__LISTED ENTRIES__.
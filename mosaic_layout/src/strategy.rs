// Copyright 2025 the Mosaic Authors
// SPDX-License-Identifier: Apache-2.0 OR MIT

//! The layout contract and the tagged union over concrete strategies.

use core::ops::Range;

use kurbo::{Insets, Point, Rect, Size};

use crate::util::centered_insets;
use crate::{
    HorizontalLayout, LayoutConfig, LayoutKind, PageOrder, PagedLayout, VerticalLayout,
};

/// Geometry every strategy derives during [`Layout::rebase`].
#[derive(Copy, Clone, Debug, PartialEq)]
pub struct LayoutState {
    /// Number of items being laid out.
    pub item_count: usize,
    /// Viewport bounds the layout was rebased against.
    pub bounds: Rect,
    /// Effective edge insets (the minimum insets, widened when centering).
    pub edge_insets: Insets,
    /// Total scrollable content size, insets included.
    pub content_size: Size,
}

impl Default for LayoutState {
    fn default() -> Self {
        Self {
            item_count: 0,
            bounds: Rect::ZERO,
            edge_insets: Insets::ZERO,
            content_size: Size::ZERO,
        }
    }
}

impl LayoutState {
    /// Resets the count and bounds ahead of a rebase.
    pub(crate) fn begin(&mut self, item_count: usize, bounds: Rect) {
        self.item_count = item_count;
        self.bounds = bounds;
    }

    /// Derives the edge insets from `actual` (the tiled extent without
    /// insets) and sets the content size to `actual` plus those insets.
    pub(crate) fn settle(&mut self, config: &LayoutConfig, centering_area: Size, actual: Size) {
        let actual = Size::new(actual.width.max(0.0), actual.height.max(0.0));
        self.edge_insets = if config.centered {
            centered_insets(config.min_insets, centering_area, actual)
        } else {
            config.min_insets
        };
        let insets = self.edge_insets;
        self.content_size = Size::new(
            actual.width + insets.x0 + insets.x1,
            actual.height + insets.y0 + insets.y1,
        );
    }

    /// Top-left corner of the tiled area.
    pub(crate) fn tile_origin(&self) -> Point {
        Point::new(self.edge_insets.x0, self.edge_insets.y0)
    }
}

/// Common contract for tiling strategies.
///
/// Implementations are pure functions of the last [`configure`](Self::configure)
/// and [`rebase`](Self::rebase) calls; queries never mutate.
///
/// For every `index < item_count`, the frame at
/// [`origin_for_index`](Self::origin_for_index) has the configured item size,
/// and [`index_at_point`](Self::index_at_point) maps any point inside that frame
/// back to `index`.
pub trait Layout {
    /// Which strategy this is.
    fn kind(&self) -> LayoutKind;

    /// Whether the scroll container should snap to viewport-sized pages.
    fn requires_paging(&self) -> bool {
        false
    }

    /// Replaces the layout parameters. Call [`rebase`](Self::rebase) afterwards.
    fn configure(&mut self, config: LayoutConfig);

    /// Current layout parameters.
    fn config(&self) -> &LayoutConfig;

    /// Recomputes derived geometry for `item_count` items inside `bounds`.
    fn rebase(&mut self, item_count: usize, bounds: Rect);

    /// Geometry derived by the last rebase.
    fn state(&self) -> &LayoutState;

    /// Total scrollable content size.
    fn content_size(&self) -> Size {
        self.state().content_size
    }

    /// Effective edge insets.
    fn edge_insets(&self) -> Insets {
        self.state().edge_insets
    }

    /// Number of items the layout was last rebased with.
    fn item_count(&self) -> usize {
        self.state().item_count
    }

    /// Top-left corner of the item at `index`, in content coordinates.
    ///
    /// Indices at or past [`item_count`](Self::item_count) are extrapolated
    /// along the same grid.
    fn origin_for_index(&self, index: usize) -> Point;

    /// Frame of the item at `index`, in content coordinates.
    fn frame_for_index(&self, index: usize) -> Rect {
        Rect::from_origin_size(self.origin_for_index(index), self.config().item_size)
    }

    /// Index of the item whose frame contains `point`.
    ///
    /// Returns `None` for points in spacing, in insets, or past the last item.
    fn index_at_point(&self, point: Point) -> Option<usize>;

    /// Indices whose frames may intersect the viewport at `offset`.
    ///
    /// The result is a superset of the truly visible indices, bounded by
    /// [`item_count`](Self::item_count).
    fn visible_range(&self, offset: Point) -> Range<usize>;
}

/// One of the concrete strategies, selected by [`LayoutKind`].
#[derive(Clone, Debug)]
pub enum LayoutStrategy {
    /// See [`VerticalLayout`].
    Vertical(VerticalLayout),
    /// See [`HorizontalLayout`].
    Horizontal(HorizontalLayout),
    /// See [`PagedLayout`].
    Paged(PagedLayout),
}

impl LayoutStrategy {
    /// Creates an unconfigured strategy for `kind`.
    #[must_use]
    pub fn from_kind(kind: LayoutKind) -> Self {
        match kind {
            LayoutKind::Vertical => Self::Vertical(VerticalLayout::default()),
            LayoutKind::Horizontal => Self::Horizontal(HorizontalLayout::default()),
            LayoutKind::HorizontalPagedLeftToRight => {
                Self::Paged(PagedLayout::new(PageOrder::RowMajor))
            }
            LayoutKind::HorizontalPagedTopToBottom => {
                Self::Paged(PagedLayout::new(PageOrder::ColumnMajor))
            }
        }
    }

    /// The paged layout, if this is one.
    #[must_use]
    pub fn as_paged(&self) -> Option<&PagedLayout> {
        match self {
            Self::Paged(paged) => Some(paged),
            _ => None,
        }
    }

    fn inner(&self) -> &dyn Layout {
        match self {
            Self::Vertical(layout) => layout,
            Self::Horizontal(layout) => layout,
            Self::Paged(layout) => layout,
        }
    }

    fn inner_mut(&mut self) -> &mut dyn Layout {
        match self {
            Self::Vertical(layout) => layout,
            Self::Horizontal(layout) => layout,
            Self::Paged(layout) => layout,
        }
    }
}

impl Default for LayoutStrategy {
    fn default() -> Self {
        Self::from_kind(LayoutKind::default())
    }
}

impl Layout for LayoutStrategy {
    fn kind(&self) -> LayoutKind {
        self.inner().kind()
    }

    fn requires_paging(&self) -> bool {
        self.inner().requires_paging()
    }

    fn configure(&mut self, config: LayoutConfig) {
        self.inner_mut().configure(config);
    }

    fn config(&self) -> &LayoutConfig {
        self.inner().config()
    }

    fn rebase(&mut self, item_count: usize, bounds: Rect) {
        self.inner_mut().rebase(item_count, bounds);
    }

    fn state(&self) -> &LayoutState {
        self.inner().state()
    }

    fn origin_for_index(&self, index: usize) -> Point {
        self.inner().origin_for_index(index)
    }

    fn index_at_point(&self, point: Point) -> Option<usize> {
        self.inner().index_at_point(point)
    }

    fn visible_range(&self, offset: Point) -> Range<usize> {
        self.inner().visible_range(offset)
    }
}
#[cfg(test)]
mod tests {
    use super::{CellPool, CellProvider};
    use crate::{Cell, CellContent, CellHost, ReusePool};
    use alloc::vec::Vec;
    use kurbo::{Insets, Point, Rect, Size};
    use mosaic_layout::{Layout, LayoutConfig, LayoutKind, LayoutStrategy};

    #[derive(Debug, Default, PartialEq)]
    struct Tile {
        label: Option<usize>,
    }

    impl CellContent for Tile {
        fn prepare_for_reuse(&mut self) {
            self.label = None;
        }
    }

    #[derive(Default)]
    struct Source {
        created: usize,
        reused: usize,
        refuse: Vec<usize>,
    }

    impl CellProvider<Tile> for Source {
        fn cell_for_index(
            &mut self,
            index: usize,
            reusable: &mut ReusePool<Tile>,
        ) -> Option<Cell<Tile>> {
            if self.refuse.contains(&index) {
                return None;
            }
            let mut cell = if let Some(cell) = reusable.dequeue(None) {
                self.reused += 1;
                cell
            } else {
                self.created += 1;
                Cell::new(Tile::default())
            };
            cell.content.label = Some(index);
            Some(cell)
        }
    }

    fn layout(count: usize) -> LayoutStrategy {
        let mut layout = LayoutStrategy::from_kind(LayoutKind::Vertical);
        layout.configure(LayoutConfig::new(
            Size::new(100.0, 100.0),
            10.0,
            Insets::uniform(5.0),
            false,
        ));
        layout.rebase(count, Rect::new(0.0, 0.0, 330.0, 480.0));
        layout
    }

    fn assert_consistent(pool: &mut CellPool<Tile>) {
        let ids: Vec<_> = pool.live_cells().to_vec();
        for id in ids {
            if let Some(index) = pool.index_of(id) {
                assert_eq!(pool.cell_at(index), Some(id), "index map out of sync");
            }
        }
    }

    #[test]
    fn first_load_fills_the_visible_range() {
        let layout = layout(250);
        let mut pool = CellPool::new();
        let mut source = Source::default();
        let loaded = pool.load_required_items(&layout, Point::ZERO, &mut source);
        let visible = layout.visible_range(Point::ZERO);
        assert_eq!(loaded.len(), visible.len());
        assert_eq!(pool.len(), visible.len());
        assert_eq!(pool.loaded_range(), Some(visible.clone()));
        for index in visible {
            let id = pool.cell_at(index).unwrap();
            let cell = pool.get(id).unwrap();
            assert_eq!(cell.content.label, Some(index));
            assert_eq!(cell.frame, layout.frame_for_index(index));
        }
        assert_consistent(&mut pool);
    }

    #[test]
    fn scrolling_recycles_instead_of_creating() {
        let layout = layout(250);
        let mut pool = CellPool::new();
        let mut source = Source::default();
        pool.load_required_items(&layout, Point::ZERO, &mut source);
        let created = source.created;
        pool.load_required_items(&layout, Point::new(0.0, 2_000.0), &mut source);
        let visible = layout.visible_range(Point::new(0.0, 2_000.0));
        assert_eq!(pool.len(), visible.len());
        // Eviction runs first, so only the extra row of the deeper window is new.
        assert_eq!(source.reused, created);
        assert_eq!(source.created, visible.len());
        assert!(pool.reusable().is_empty());
        assert_consistent(&mut pool);
    }

    #[test]
    fn live_count_tracks_visible_range_while_scrolling() {
        let layout = layout(250);
        let mut pool = CellPool::new();
        let mut source = Source::default();
        let mut y = 0.0;
        while y < layout.content_size().height {
            pool.load_required_items(&layout, Point::new(0.0, y), &mut source);
            let visible = layout.visible_range(Point::new(0.0, y));
            assert_eq!(pool.len(), visible.len(), "offset {y}");
            for (_, cell) in pool.iter() {
                let index = cell.index().unwrap();
                assert!(visible.contains(&index) && index < 250);
            }
            y += 45.0;
        }
    }

    #[test]
    fn refused_indices_are_retried() {
        let layout = layout(30);
        let mut pool = CellPool::new();
        let mut source = Source {
            refuse: alloc::vec![4],
            ..Source::default()
        };
        pool.load_required_items(&layout, Point::ZERO, &mut source);
        assert!(pool.cell_at(4).is_none());
        assert!(pool.cell_at(5).is_some());
        source.refuse.clear();
        let loaded = pool.load_required_items(&layout, Point::ZERO, &mut source);
        assert_eq!(loaded.len(), 1);
        assert!(pool.cell_at(4).is_some());
    }

    #[test]
    fn overlay_cells_survive_cleanup() {
        let layout = layout(250);
        let mut pool = CellPool::new();
        let mut source = Source::default();
        pool.load_required_items(&layout, Point::ZERO, &mut source);
        let dragged = pool.cell_at(1).unwrap();
        pool.get_mut(dragged).unwrap().host = CellHost::Overlay;
        pool.load_required_items(&layout, Point::new(0.0, 3_000.0), &mut source);
        assert!(pool.is_alive(dragged));
        assert_eq!(pool.cell_at(1), Some(dragged));
    }

    #[test]
    fn enqueue_resets_visual_state() {
        let mut pool = CellPool::new();
        let mut cell = Cell::new(Tile { label: Some(3) });
        cell.alpha = 0.2;
        cell.backdrop_alpha = 0.7;
        cell.editing = true;
        let id = pool.attach(cell, Some(3));
        assert!(pool.enqueue(id));
        assert!(!pool.is_alive(id));
        assert!(pool.cell_at(3).is_none());
        let cell = pool.dequeue(None).unwrap();
        assert_eq!(cell.index(), None);
        assert_eq!(cell.alpha, 1.0);
        assert_eq!(cell.backdrop_alpha, 0.0);
        assert!(!cell.editing);
        assert_eq!(cell.content.label, None);
    }

    #[test]
    fn stale_ids_do_not_alias_reused_slots() {
        let mut pool = CellPool::new();
        let a = pool.attach(Cell::new(Tile::default()), Some(0));
        pool.detach(a);
        let b = pool.attach(Cell::new(Tile::default()), Some(1));
        assert_ne!(a, b);
        assert!(pool.get(a).is_none());
        assert!(pool.get(b).is_some());
    }

    #[test]
    fn shift_then_unshift_restores_indices() {
        let mut pool = CellPool::new();
        let ids: Vec<_> = (0..6)
            .map(|i| pool.attach(Cell::new(Tile::default()), Some(i)))
            .collect();
        pool.shift_indices(2, 1);
        assert_eq!(pool.index_of(ids[1]), Some(1));
        assert_eq!(pool.index_of(ids[2]), Some(3));
        assert_eq!(pool.index_of(ids[5]), Some(6));
        assert!(pool.cell_at(2).is_none());
        pool.shift_indices(3, -1);
        for (i, id) in ids.iter().enumerate() {
            assert_eq!(pool.index_of(*id), Some(i));
        }
        assert_consistent(&mut pool);
    }

    #[test]
    fn move_index_slides_the_cells_in_between() {
        let mut pool = CellPool::new();
        let ids: Vec<_> = (0..5)
            .map(|i| pool.attach(Cell::new(Tile::default()), Some(i)))
            .collect();
        pool.move_index(1, 3);
        assert_eq!(pool.index_of(ids[1]), Some(3));
        assert_eq!(pool.index_of(ids[2]), Some(1));
        assert_eq!(pool.index_of(ids[3]), Some(2));
        assert_eq!(pool.index_of(ids[4]), Some(4));
        pool.move_index(3, 0);
        assert_eq!(pool.index_of(ids[1]), Some(0));
        assert_eq!(pool.index_of(ids[0]), Some(1));
        assert_eq!(pool.index_of(ids[2]), Some(2));
        assert_consistent(&mut pool);
    }

    #[test]
    fn swap_exchanges_exactly_two() {
        let mut pool = CellPool::new();
        let ids: Vec<_> = (0..3)
            .map(|i| pool.attach(Cell::new(Tile::default()), Some(i)))
            .collect();
        pool.swap_indices(0, 2);
        assert_eq!(pool.index_of(ids[0]), Some(2));
        assert_eq!(pool.index_of(ids[2]), Some(0));
        assert_eq!(pool.index_of(ids[1]), Some(1));
        assert_eq!(pool.live_cells(), &[ids[2], ids[1], ids[0]]);
    }

    #[test]
    fn purge_leaves_live_cells_alone() {
        let layout = layout(250);
        let mut pool = CellPool::new();
        let mut source = Source::default();
        pool.load_required_items(&layout, Point::ZERO, &mut source);
        let live = pool.len();
        for _ in 0..5 {
            pool.reusable_mut().push(Cell::new(Tile::default()));
        }
        assert_eq!(pool.purge_reusable(), 5);
        assert_eq!(pool.len(), live);
        let created = source.created;
        pool.evict_all();
        pool.purge_reusable();
        pool.load_required_items(&layout, Point::ZERO, &mut source);
        assert_eq!(source.created, created + live);
    }
}
// Copyright 2025 the Mosaic Authors
// SPDX-License-Identifier: Apache-2.0 OR MIT

//! Layout parameters and strategy selection.

use kurbo::{Insets, Size, Vec2};

/// The four tiling strategies a grid can use.
#[derive(Copy, Clone, Debug, PartialEq, Eq, Hash, Default)]
pub enum LayoutKind {
    /// Rows of items, scrolling vertically.
    #[default]
    Vertical,
    /// Columns of items, scrolling horizontally.
    Horizontal,
    /// Viewport-sized pages laid out horizontally; each page fills row by row.
    HorizontalPagedLeftToRight,
    /// Viewport-sized pages laid out horizontally; each page fills column by column.
    HorizontalPagedTopToBottom,
}

impl LayoutKind {
    /// Returns `true` for the paged variants.
    #[must_use]
    pub const fn is_paged(self) -> bool {
        matches!(
            self,
            Self::HorizontalPagedLeftToRight | Self::HorizontalPagedTopToBottom
        )
    }
}

/// Parameters shared by every layout strategy.
///
/// A config is immutable for the duration of a layout pass. Hosts rebuild it
/// (and call [`Layout::configure`](crate::Layout::configure) followed by
/// [`Layout::rebase`](crate::Layout::rebase)) whenever any input changes.
#[derive(Copy, Clone, Debug, PartialEq)]
pub struct LayoutConfig {
    /// Size of every item.
    pub item_size: Size,
    /// Gap between adjacent items, on both axes.
    pub spacing: f64,
    /// Minimum distance between the content and each viewport edge.
    ///
    /// `x0` is the left inset, `y0` the top, `x1` the right and `y1` the bottom.
    pub min_insets: Insets,
    /// Center the grid in the viewport when it does not fill it.
    pub centered: bool,
}

impl LayoutConfig {
    /// Creates a new config.
    #[must_use]
    pub const fn new(item_size: Size, spacing: f64, min_insets: Insets, centered: bool) -> Self {
        Self {
            item_size,
            spacing,
            min_insets,
            centered,
        }
    }

    /// Distance from the origin of one item to the origin of its neighbor, per axis.
    #[must_use]
    pub fn pitch(&self) -> Vec2 {
        Vec2::new(
            self.item_size.width + self.spacing,
            self.item_size.height + self.spacing,
        )
    }
}

impl Default for LayoutConfig {
    fn default() -> Self {
        Self {
            item_size: Size::ZERO,
            spacing: 0.0,
            min_insets: Insets::ZERO,
            centered: false,
        }
    }
}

__TASK STATEMENT__.
Where a line above contains the word "true", show that line.

__YOUR RESPONSE__.
        cell.editing = true;
    /// Returns `true` for the paged variants.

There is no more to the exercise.